▶ **TASK**:
Take every line in the entries that includes the word "TagId" and copy it.

Saved data entries
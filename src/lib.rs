//! # Weft
//!
//! A dependency-graph runtime: applications are graphs of named
//! value-producing nodes (*executors*) whose values are resolved lazily,
//! cached per container (*scope*), propagated reactively, and optionally
//! scoped to short-lived isolated executions (*flows*) running inside
//! forked scopes (*pods*).
//!
//! ## Building blocks
//!
//! | Piece | What it is |
//! |-------|------------|
//! | [`Executor`] | A node: async factory + dependency arrangement + tags |
//! | `lazy` / `reactive` / `static` | Sibling references sharing the main executor's identity |
//! | [`Scope`] | Lazy, caching, concurrency-safe resolver with cleanups and events |
//! | [`Pod`] | Forked scope: snapshot inheritance, local mutation, no reactivity |
//! | [`Flow`] | Short-lived handler with schema-checked input/output |
//! | [`Ctx`] | Per-execution context tree: tag data, sub-flows, journal, parallel |
//! | [`Extension`] | Middleware wrapping every resolve and flow operation |
//! | [`Tag`] | Typed, schema-validated key addressing values in any source |
//! | [`Promised`] | Lazy composable result carrying execution data |
//!
//! ## Quick start
//!
//! ```rust,ignore
//! use weft::{provide, derive, Scope};
//!
//! let counter = provide(|_| async { Ok(0) }).named("counter");
//! let doubled = derive(counter.reactive(), |c: i32, _| async move { Ok(c * 2) });
//!
//! let scope = Scope::new();
//! assert_eq!(scope.resolve(&doubled).await?, 0);
//! scope.update(&counter, 5).await?;
//! assert_eq!(scope.resolve(&doubled).await?, 10);
//! # Ok::<(), weft::WeftError>(())
//! ```
//!
//! ## Modules
//!
//! - [`executor`] - executor records, kinds, presets, the factory controller
//! - [`deps`] - dependency arrangements (single, tuple, vec, named map)
//! - [`scope`] - the resolution engine: cache, cleanups, events, disposal
//! - [`accessor`] - per-executor runtime handles
//! - [`pod`] - forked-scope isolation
//! - [`flow`] - flow definitions and execution
//! - [`ctx`] - execution contexts
//! - [`extension`] - the middleware pipeline
//! - [`promised`] - lazy composable results
//! - [`tag`] - typed keys and tagged values
//! - [`schema`] - schema adapters (JSON Schema, serde round-trip)
//! - [`multi`] - keyed executor pools
//! - [`error`] - the error taxonomy

pub mod accessor;
pub mod ctx;
pub mod deps;
pub mod error;
pub mod executor;
pub mod extension;
pub mod flow;
pub mod multi;
pub mod pod;
pub mod promised;
pub mod schema;
pub mod scope;
pub mod tag;

pub use accessor::{Accessor, ResolveState};
pub use ctx::{Ctx, ParallelOutcome, ParallelStats};
pub use deps::{named, Dependency, Deps, Named};
pub use error::{ErrorContext, SchemaError, SchemaIssue, Stage, ValidationTarget, WeftError};
pub use executor::{
    derive, derive_stream, placeholder, preset, preset_with, provide, provide_stream, AnyValue,
    Ctl, ErasedExecutor, Executor, ExecutorId, ExecutorKind, LazyRef, Preset, ReactiveRef,
    StaticRef,
};
pub use extension::{Extension, Next, Operation, ParallelKind};
pub use flow::{flow, ExecuteOptions, Flow, FlowBuilder, FlowDef, FlowHandler};
pub use multi::{multi, MultiExecutor};
pub use pod::Pod;
pub use promised::{ExecutionData, ExecutionDetails, FlowStatus, Promised};
pub use schema::{any_schema, typed, JsonSchema, Schema, SchemaRef, Typed};
pub use scope::{
    ChangeEvent, ChangeKind, EntryState, ReleaseEvent, Scope, ScopeBuilder, Subscription,
};
pub use tag::{name_tag, Tag, TagId, TagMap, TagSource, TagStore, TaggedValue};
//! Error taxonomy for the weft runtime
//!
//! One top-level enum (`WeftError`) surfaces every failure the engine can
//! produce, plus the structures attached to the interesting ones:
//! `SchemaError` for validation issues and `ErrorContext` for factory
//! failures. Errors are `Clone` so a rejected cache entry can fan out to
//! every awaiter of a shared pending resolution.

use std::sync::Arc;
use std::time::SystemTime;

use thiserror::Error;

/// A single validation issue produced by a schema adapter.
#[derive(Debug, Clone, PartialEq)]
pub struct SchemaIssue {
    /// Location of the offending value (instance path, `""` for the root)
    pub path: String,
    /// Human-readable description
    pub message: String,
}

impl SchemaIssue {
    pub fn new(path: impl Into<String>, message: impl Into<String>) -> Self {
        Self {
            path: path.into(),
            message: message.into(),
        }
    }
}

impl std::fmt::Display for SchemaIssue {
    fn fmt(&self, f: &mut std::fmt::Formatter<'_>) -> std::fmt::Result {
        if self.path.is_empty() {
            write!(f, "{}", self.message)
        } else {
            write!(f, "{}: {}", self.path, self.message)
        }
    }
}

/// Validation failure carrying every issue the schema reported.
#[derive(Debug, Clone, Error)]
#[error("schema validation failed: {}", format_issues(.issues))]
pub struct SchemaError {
    pub issues: Vec<SchemaIssue>,
}

impl SchemaError {
    pub fn new(issues: Vec<SchemaIssue>) -> Self {
        Self { issues }
    }

    /// Single-issue convenience constructor
    pub fn single(path: impl Into<String>, message: impl Into<String>) -> Self {
        Self {
            issues: vec![SchemaIssue::new(path, message)],
        }
    }
}

fn format_issues(issues: &[SchemaIssue]) -> String {
    issues
        .iter()
        .map(|i| i.to_string())
        .collect::<Vec<_>>()
        .join("; ")
}

/// Stage of a resolution at which a failure was captured
#[derive(Debug, Clone, Copy, PartialEq, Eq)]
pub enum Stage {
    DependencyResolution,
    FactoryExecution,
    Validation,
    PostProcessing,
}

impl std::fmt::Display for Stage {
    fn fmt(&self, f: &mut std::fmt::Formatter<'_>) -> std::fmt::Result {
        match self {
            Stage::DependencyResolution => write!(f, "dependency-resolution"),
            Stage::FactoryExecution => write!(f, "factory-execution"),
            Stage::Validation => write!(f, "validation"),
            Stage::PostProcessing => write!(f, "post-processing"),
        }
    }
}

/// Context captured when a factory or dependency fails
#[derive(Debug, Clone)]
pub struct ErrorContext {
    /// Best-effort executor name (from its name tag, else `executor#N`)
    pub executor: Arc<str>,
    /// Executor stack at the failure point, outermost first
    pub chain: Vec<Arc<str>>,
    /// Stage the failure was observed in
    pub stage: Stage,
    /// Wall-clock capture time
    pub at: SystemTime,
    /// Free-form additional info
    pub detail: Option<String>,
}

impl ErrorContext {
    pub fn new(executor: Arc<str>, chain: Vec<Arc<str>>, stage: Stage) -> Self {
        Self {
            executor,
            chain,
            stage,
            at: SystemTime::now(),
            detail: None,
        }
    }

    pub fn with_detail(mut self, detail: impl Into<String>) -> Self {
        self.detail = Some(detail.into());
        self
    }
}

/// Whether a flow validation failure concerned the input or the output
#[derive(Debug, Clone, Copy, PartialEq, Eq)]
pub enum ValidationTarget {
    Input,
    Output,
}

impl std::fmt::Display for ValidationTarget {
    fn fmt(&self, f: &mut std::fmt::Formatter<'_>) -> std::fmt::Result {
        match self {
            ValidationTarget::Input => write!(f, "input"),
            ValidationTarget::Output => write!(f, "output"),
        }
    }
}

/// Top-level error type for the weft runtime
#[derive(Debug, Clone, Error)]
pub enum WeftError {
    /// Any operation against a scope that has already been disposed
    #[error("scope has been disposed")]
    ScopeDisposed,

    /// `Accessor::get` on an executor with no settled value
    #[error("executor '{executor}' is not resolved")]
    ExecutorNotResolved { executor: Arc<str> },

    /// A dependency of `dependent` could not be resolved
    #[error("failed to resolve dependency{} of '{dependent}'", .missing.as_deref().map(|m| format!(" '{m}'")).unwrap_or_default())]
    DependencyResolution {
        dependent: Arc<str>,
        missing: Option<Arc<str>>,
        #[source]
        source: Option<Box<WeftError>>,
    },

    /// A factory returned an error; the chain and stage are in `context`
    #[error("factory for '{}' failed: {message}", .context.executor)]
    FactoryExecution {
        context: ErrorContext,
        message: String,
        #[source]
        source: Option<Box<WeftError>>,
    },

    /// Schema validation failure (tag write, flow boundary, multi key)
    #[error(transparent)]
    Schema(#[from] SchemaError),

    /// Tag lookup found nothing and the tag has no default
    #[error("tag '{label}' not found in source")]
    TagMissing { label: Arc<str> },

    /// A reactive dependency was declared while resolving through a pod
    #[error("executor '{executor}' declares a reactive dependency, which is forbidden in pods")]
    PodReactivityForbidden { executor: Arc<str> },

    /// Flow input or output failed its schema
    #[error("flow '{flow}' {target} validation failed")]
    FlowValidation {
        flow: Arc<str>,
        target: ValidationTarget,
        #[source]
        source: SchemaError,
    },

    /// Raised by timeout extensions racing `next()` against a timer
    #[error("flow timed out after {after_ms}ms")]
    FlowTimeout { after_ms: u64 },

    /// Domain failure signalled by a flow handler
    #[error("flow error [{code}]")]
    Flow {
        code: Arc<str>,
        data: Option<serde_json::Value>,
    },

    /// A resolution re-entered an executor already on the request stack
    #[error("circular dependency: {}", .chain.iter().map(|c| c.as_ref()).collect::<Vec<_>>().join(" -> "))]
    CircularDependency { chain: Vec<Arc<str>> },

    /// Cooperative cancellation observed at an engine checkpoint
    #[error("execution cancelled")]
    Cancelled,
}

impl WeftError {
    /// Flow-handler convenience constructor
    pub fn flow(code: impl Into<Arc<str>>) -> Self {
        WeftError::Flow {
            code: code.into(),
            data: None,
        }
    }

    /// Flow-handler constructor with attached data
    pub fn flow_with(code: impl Into<Arc<str>>, data: serde_json::Value) -> Self {
        WeftError::Flow {
            code: code.into(),
            data: Some(data),
        }
    }

    /// True for the engine signals that must pass through factory-error
    /// wrapping untouched.
    pub(crate) fn is_engine_signal(&self) -> bool {
        matches!(
            self,
            WeftError::Cancelled | WeftError::ScopeDisposed | WeftError::CircularDependency { .. }
        )
    }
}
//! Pod: forked scope isolation
//!
//! A pod is a scope forked from a parent: on first access it inherits the
//! parent's resolved state by snapshot (the factory is not re-invoked),
//! mutations stay local, and reactive dependencies are forbidden. Pods are
//! disposed independently; the parent cache is never touched.

use std::sync::Arc;

use tokio_util::sync::CancellationToken;

use crate::accessor::Accessor;
use crate::error::WeftError;
use crate::executor::{Executor, Preset};
use crate::scope::{EntryState, Scope};
use crate::tag::{TagId, TagSource, TagStore, TaggedValue};

/// An isolated fork of a scope, live for one short-lived execution
#[derive(Clone)]
pub struct Pod {
    pub(crate) scope: Scope,
}

impl Pod {
    pub(crate) fn fork(parent: &Scope, presets: Vec<Preset>) -> Pod {
        Pod {
            scope: parent.fork(presets),
        }
    }

    pub(crate) fn from_scope(scope: Scope) -> Pod {
        Pod { scope }
    }

    /// The pod's own scope (with `is_pod` set)
    pub fn scope(&self) -> &Scope {
        &self.scope
    }

    /// The scope this pod was forked from
    pub fn parent(&self) -> Option<Scope> {
        self.scope.inner.parent.clone()
    }

    pub(crate) fn cancel_token(&self) -> CancellationToken {
        self.scope.cancel_token()
    }

    /// Resolve through the pod: own cache first, then the parent snapshot,
    /// then a normal resolution local to the pod
    pub async fn resolve<T>(&self, executor: &Executor<T>) -> Result<T, WeftError>
    where
        T: Clone + Send + Sync + 'static,
    {
        self.scope.resolve(executor).await
    }

    /// Force a fresh resolution inside the pod
    pub async fn resolve_fresh<T>(&self, executor: &Executor<T>) -> Result<T, WeftError>
    where
        T: Clone + Send + Sync + 'static,
    {
        self.scope.resolve_fresh(executor).await
    }

    pub fn accessor<T>(&self, executor: &Executor<T>) -> Accessor<T>
    where
        T: Clone + Send + Sync + 'static,
    {
        self.scope.accessor(executor)
    }

    /// Update inside the pod; invisible to the parent and to sibling pods
    pub async fn update<T>(&self, executor: &Executor<T>, value: T) -> Result<(), WeftError>
    where
        T: Clone + Send + Sync + 'static,
    {
        self.scope.update(executor, value).await
    }

    pub async fn update_with<T, F>(
        &self,
        executor: &Executor<T>,
        f: F,
    ) -> Result<(), WeftError>
    where
        T: Clone + Send + Sync + 'static,
        F: FnOnce(Option<T>) -> T + Send + 'static,
    {
        self.scope.update_with(executor, f).await
    }

    pub async fn set<T>(&self, executor: &Executor<T>, value: T) -> Result<(), WeftError>
    where
        T: Clone + Send + Sync + 'static,
    {
        self.scope.set(executor, value).await
    }

    pub async fn release<T>(&self, executor: &Executor<T>, soft: bool) -> Result<(), WeftError> {
        self.scope.release(executor, soft).await
    }

    pub fn entries(&self) -> Vec<(Arc<str>, EntryState)> {
        self.scope.entries()
    }

    /// Dispose the pod's own cache; the parent scope is untouched
    pub async fn dispose(&self) -> Result<(), WeftError> {
        self.scope.dispose().await
    }
}

impl TagSource for Pod {
    fn lookup(&self, key: TagId) -> Option<serde_json::Value> {
        self.scope.lookup(key)
    }

    fn lookup_all(&self, key: TagId) -> Vec<serde_json::Value> {
        self.scope.lookup_all(key)
    }
}

impl TagStore for Pod {
    fn put(&self, entry: TaggedValue) {
        self.scope.put(entry)
    }
}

▶ **ANSWER**:
pub use tag::{name_tag, Tag, TagId, TagMap, TagSource, TagStore, TaggedValue};
use crate::tag::{TagId, TagSource, TagStore, TaggedValue};
    fn lookup(&self, key: TagId) -> Option<serde_json::Value> {
    fn lookup_all(&self, key: TagId) -> Vec<serde_json::Value> {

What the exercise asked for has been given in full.